*Source material*

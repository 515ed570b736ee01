//! Repository for `respostas_questionario` (append-only)

use anyhow::{Context, Result};

use crate::api::constants::tables;
use crate::api::{Operation, TableClient};
use crate::survey::model::AnswerRow;

/// Persist one answer row
pub async fn insert(client: &dyn TableClient, answer: &AnswerRow) -> Result<()> {
    let row = serde_json::to_value(answer).context("Failed to encode answer")?;
    Operation::insert(tables::ANSWERS, row)
        .execute(client)
        .await?
        .into_result()?;

    log::info!(
        "Saved answer for question {} (participant {})",
        answer.id_questao,
        answer.id_participante
    );
    Ok(())
}
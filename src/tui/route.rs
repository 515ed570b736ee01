//! Page routes and their access policies

use std::fmt;

use super::guard::PagePolicy;

#[derive(Debug, Clone, PartialEq, Eq, Hash)]
pub enum Route {
    Landing,
    Auth,
    Dashboard,
    Welcome,
    QuestionRegistry,
    AreaRegistry,
    Questionnaire,
    Results,
    /// Any path that matches no page; keeps the path for display
    NotFound(String),
}

impl Route {
    pub const KNOWN: [Route; 8] = [
        Route::Landing,
        Route::Auth,
        Route::Dashboard,
        Route::Welcome,
        Route::QuestionRegistry,
        Route::AreaRegistry,
        Route::Questionnaire,
        Route::Results,
    ];

    pub fn parse(path: &str) -> Self {
        let path = path.trim();
        let normalized = match path.trim_end_matches('/') {
            "" => "/",
            trimmed => trimmed,
        };
        Self::KNOWN
            .into_iter()
            .find(|route| route.path() == normalized)
            .unwrap_or_else(|| Route::NotFound(path.to_string()))
    }

    pub fn path(&self) -> &str {
        match self {
            Route::Landing => "/",
            Route::Auth => "/auth",
            Route::Dashboard => "/dashboard",
            Route::Welcome => "/welcome",
            Route::QuestionRegistry => "/cadastrar-questoes",
            Route::AreaRegistry => "/cadastrar-areas",
            Route::Questionnaire => "/iniciar-questionario",
            Route::Results => "/resultados",
            Route::NotFound(path) => path,
        }
    }

    pub fn policy(&self) -> PagePolicy {
        match self {
            Route::Landing | Route::NotFound(_) => PagePolicy::Public,
            Route::Auth => PagePolicy::GuestOnly,
            Route::Dashboard | Route::Welcome | Route::QuestionRegistry | Route::Questionnaire => {
                PagePolicy::Authenticated
            }
            Route::AreaRegistry => PagePolicy::Admin {
                fallback: Route::Dashboard,
            },
            Route::Results => PagePolicy::Admin {
                fallback: Route::Welcome,
            },
        }
    }
}

impl fmt::Display for Route {
    fn fmt(&self, f: &mut fmt::Formatter<'_>) -> fmt::Result {
        f.write_str(self.path())
    }
}

#[cfg(test)]
mod tests {
    use super::*;

    #[test]
    fn test_known_paths_round_trip() {
        for route in Route::KNOWN {
            assert_eq!(Route::parse(route.path()), route);
        }
        assert_eq!(Route::parse("/dashboard/"), Route::Dashboard);
        assert_eq!(Route::parse(""), Route::Landing);
    }

    #[test]
    fn test_unknown_path_is_not_found() {
        assert_eq!(Route::parse("/admin"), Route::NotFound("/admin".into()));
        assert_eq!(Route::parse("/admin").path(), "/admin");
        assert_eq!(Route::parse("/admin").policy(), PagePolicy::Public);
    }
}
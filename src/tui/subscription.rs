use crossterm::event::{KeyCode, KeyEvent, KeyModifiers};

/// A keyboard key with optional modifiers
#[derive(Debug, Clone, Copy, PartialEq, Eq, Hash)]
pub struct KeyBinding {
    pub code: KeyCode,
    pub modifiers: KeyModifiers,
}

impl KeyBinding {
    pub fn new(code: KeyCode) -> Self {
        Self {
            code,
            modifiers: KeyModifiers::empty(),
        }
    }

    pub fn ctrl(code: KeyCode) -> Self {
        Self {
            code,
            modifiers: KeyModifiers::CONTROL,
        }
    }

    /// Shift is ignored for characters since it is already part of the code
    pub fn from_event(event: &KeyEvent) -> Self {
        let modifiers = match event.code {
            KeyCode::Char(_) => event.modifiers - KeyModifiers::SHIFT,
            _ => event.modifiers,
        };
        Self {
            code: event.code,
            modifiers,
        }
    }

    /// Short label for the key hint bar
    pub fn label(&self) -> String {
        let key = match self.code {
            KeyCode::Char(c) => c.to_uppercase().to_string(),
            KeyCode::Enter => "Enter".to_string(),
            KeyCode::Esc => "Esc".to_string(),
            KeyCode::Tab => "Tab".to_string(),
            KeyCode::F(n) => format!("F{}", n),
            other => format!("{:?}", other),
        };
        if self.modifiers.contains(KeyModifiers::CONTROL) {
            format!("Ctrl+{}", key)
        } else {
            key
        }
    }
}

impl From<KeyCode> for KeyBinding {
    fn from(code: KeyCode) -> Self {
        Self::new(code)
    }
}

/// Inputs a page wants to receive while no focused widget consumes them
pub enum Subscription<Msg> {
    Keyboard {
        key: KeyBinding,
        msg: Msg,
        description: String,
    },
}

impl<Msg> Subscription<Msg> {
    pub fn keyboard(key: impl Into<KeyBinding>, description: impl Into<String>, msg: Msg) -> Self {
        Subscription::Keyboard {
            key: key.into(),
            msg,
            description: description.into(),
        }
    }

    pub fn ctrl_key(code: KeyCode, description: impl Into<String>, msg: Msg) -> Self {
        Self::keyboard(KeyBinding::ctrl(code), description, msg)
    }
}

#[cfg(test)]
mod tests {
    use super::*;

    #[test]
    fn test_binding_from_event_ignores_shift_on_chars() {
        let event = KeyEvent::new(KeyCode::Char('N'), KeyModifiers::SHIFT);
        assert_eq!(KeyBinding::from_event(&event), KeyBinding::new(KeyCode::Char('N')));

        let ctrl = KeyEvent::new(KeyCode::Char('q'), KeyModifiers::CONTROL);
        assert_eq!(KeyBinding::from_event(&ctrl), KeyBinding::ctrl(KeyCode::Char('q')));
        assert_eq!(KeyBinding::ctrl(KeyCode::Char('q')).label(), "Ctrl+Q");
    }
}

*To do*
Print the complete listing again, exactly as it stands.

*Your solution*
repository 515ed570b736ee01
//! Repository for `respostas_questionario` (append-only)

use anyhow::{Context, Result};

use crate::api::constants::tables;
use crate::api::{Operation, TableClient};
use crate::survey::model::AnswerRow;

/// Persist one answer row
pub async fn insert(client: &dyn TableClient, answer: &AnswerRow) -> Result<()> {
    let row = serde_json::to_value(answer).context("Failed to encode answer")?;
    Operation::insert(tables::ANSWERS, row)
        .execute(client)
        .await?
        .into_result()?;

    log::info!(
        "Saved answer for question {} (participant {})",
        answer.id_questao,
        answer.id_participante
    );
    Ok(())
}
filename src/tui/route.rs
repository 515ed570b736ee01
//! Page routes and their access policies

use std::fmt;

use super::guard::PagePolicy;

#[derive(Debug, Clone, PartialEq, Eq, Hash)]
pub enum Route {
    Landing,
    Auth,
    Dashboard,
    Welcome,
    QuestionRegistry,
    AreaRegistry,
    Questionnaire,
    Results,
    /// Any path that matches no page; keeps the path for display
    NotFound(String),
}

impl Route {
    pub const KNOWN: [Route; 8] = [
        Route::Landing,
        Route::Auth,
        Route::Dashboard,
        Route::Welcome,
        Route::QuestionRegistry,
        Route::AreaRegistry,
        Route::Questionnaire,
        Route::Results,
    ];

    pub fn parse(path: &str) -> Self {
        let path = path.trim();
        let normalized = match path.trim_end_matches('/') {
            "" => "/",
            trimmed => trimmed,
        };
        Self::KNOWN
            .into_iter()
            .find(|route| route.path() == normalized)
            .unwrap_or_else(|| Route::NotFound(path.to_string()))
    }

    pub fn path(&self) -> &str {
        match self {
            Route::Landing => "/",
            Route::Auth => "/auth",
            Route::Dashboard => "/dashboard",
            Route::Welcome => "/welcome",
            Route::QuestionRegistry => "/cadastrar-questoes",
            Route::AreaRegistry => "/cadastrar-areas",
            Route::Questionnaire => "/iniciar-questionario",
            Route::Results => "/resultados",
            Route::NotFound(path) => path,
        }
    }

    pub fn policy(&self) -> PagePolicy {
        match self {
            Route::Landing | Route::NotFound(_) => PagePolicy::Public,
            Route::Auth => PagePolicy::GuestOnly,
            Route::Dashboard | Route::Welcome | Route::QuestionRegistry | Route::Questionnaire => {
                PagePolicy::Authenticated
            }
            Route::AreaRegistry => PagePolicy::Admin {
                fallback: Route::Dashboard,
            },
            Route::Results => PagePolicy::Admin {
                fallback: Route::Welcome,
            },
        }
    }
}

impl fmt::Display for Route {
    fn fmt(&self, f: &mut fmt::Formatter<'_>) -> fmt::Result {
        f.write_str(self.path())
    }
}

#[cfg(test)]
mod tests {
    use super::*;

    #[test]
    fn test_known_paths_round_trip() {
        for route in Route::KNOWN {
            assert_eq!(Route::parse(route.path()), route);
        }
        assert_eq!(Route::parse("/dashboard/"), Route::Dashboard);
        assert_eq!(Route::parse(""), Route::Landing);
    }

    #[test]
    fn test_unknown_path_is_not_found() {
        assert_eq!(Route::parse("/admin"), Route::NotFound("/admin".into()));
        assert_eq!(Route::parse("/admin").path(), "/admin");
        assert_eq!(Route::parse("/admin").policy(), PagePolicy::Public);
    }
}
filename src/tui/subscription.rs
use crossterm::event::{KeyCode, KeyEvent, KeyModifiers};

/// A keyboard key with optional modifiers
#[derive(Debug, Clone, Copy, PartialEq, Eq, Hash)]
pub struct KeyBinding {
    pub code: KeyCode,
    pub modifiers: KeyModifiers,
}

impl KeyBinding {
    pub fn new(code: KeyCode) -> Self {
        Self {
            code,
            modifiers: KeyModifiers::empty(),
        }
    }

    pub fn ctrl(code: KeyCode) -> Self {
        Self {
            code,
            modifiers: KeyModifiers::CONTROL,
        }
    }

    /// Shift is ignored for characters since it is already part of the code
    pub fn from_event(event: &KeyEvent) -> Self {
        let modifiers = match event.code {
            KeyCode::Char(_) => event.modifiers - KeyModifiers::SHIFT,
            _ => event.modifiers,
        };
        Self {
            code: event.code,
            modifiers,
        }
    }

    /// Short label for the key hint bar
    pub fn label(&self) -> String {
        let key = match self.code {
            KeyCode::Char(c) => c.to_uppercase().to_string(),
            KeyCode::Enter => "Enter".to_string(),
            KeyCode::Esc => "Esc".to_string(),
            KeyCode::Tab => "Tab".to_string(),
            KeyCode::F(n) => format!("F{}", n),
            other => format!("{:?}", other),
        };
        if self.modifiers.contains(KeyModifiers::CONTROL) {
            format!("Ctrl+{}", key)
        } else {
            key
        }
    }
}

impl From<KeyCode> for KeyBinding {
    fn from(code: KeyCode) -> Self {
        Self::new(code)
    }
}

/// Inputs a page wants to receive while no focused widget consumes them
pub enum Subscription<Msg> {
    Keyboard {
        key: KeyBinding,
        msg: Msg,
        description: String,
    },
}

impl<Msg> Subscription<Msg> {
    pub fn keyboard(key: impl Into<KeyBinding>, description: impl Into<String>, msg: Msg) -> Self {
        Subscription::Keyboard {
            key: key.into(),
            msg,
            description: description.into(),
        }
    }

    pub fn ctrl_key(code: KeyCode, description: impl Into<String>, msg: Msg) -> Self {
        Self::keyboard(KeyBinding::ctrl(code), description, msg)
    }
}

#[cfg(test)]
mod tests {
    use super::*;

    #[test]
    fn test_binding_from_event_ignores_shift_on_chars() {
        let event = KeyEvent::new(KeyCode::Char('N'), KeyModifiers::SHIFT);
        assert_eq!(KeyBinding::from_event(&event), KeyBinding::new(KeyCode::Char('N')));

        let ctrl = KeyEvent::new(KeyCode::Char('q'), KeyModifiers::CONTROL);
        assert_eq!(KeyBinding::from_event(&ctrl), KeyBinding::ctrl(KeyCode::Char('q')));
        assert_eq!(KeyBinding::ctrl(KeyCode::Char('q')).label(), "Ctrl+Q");
    }
}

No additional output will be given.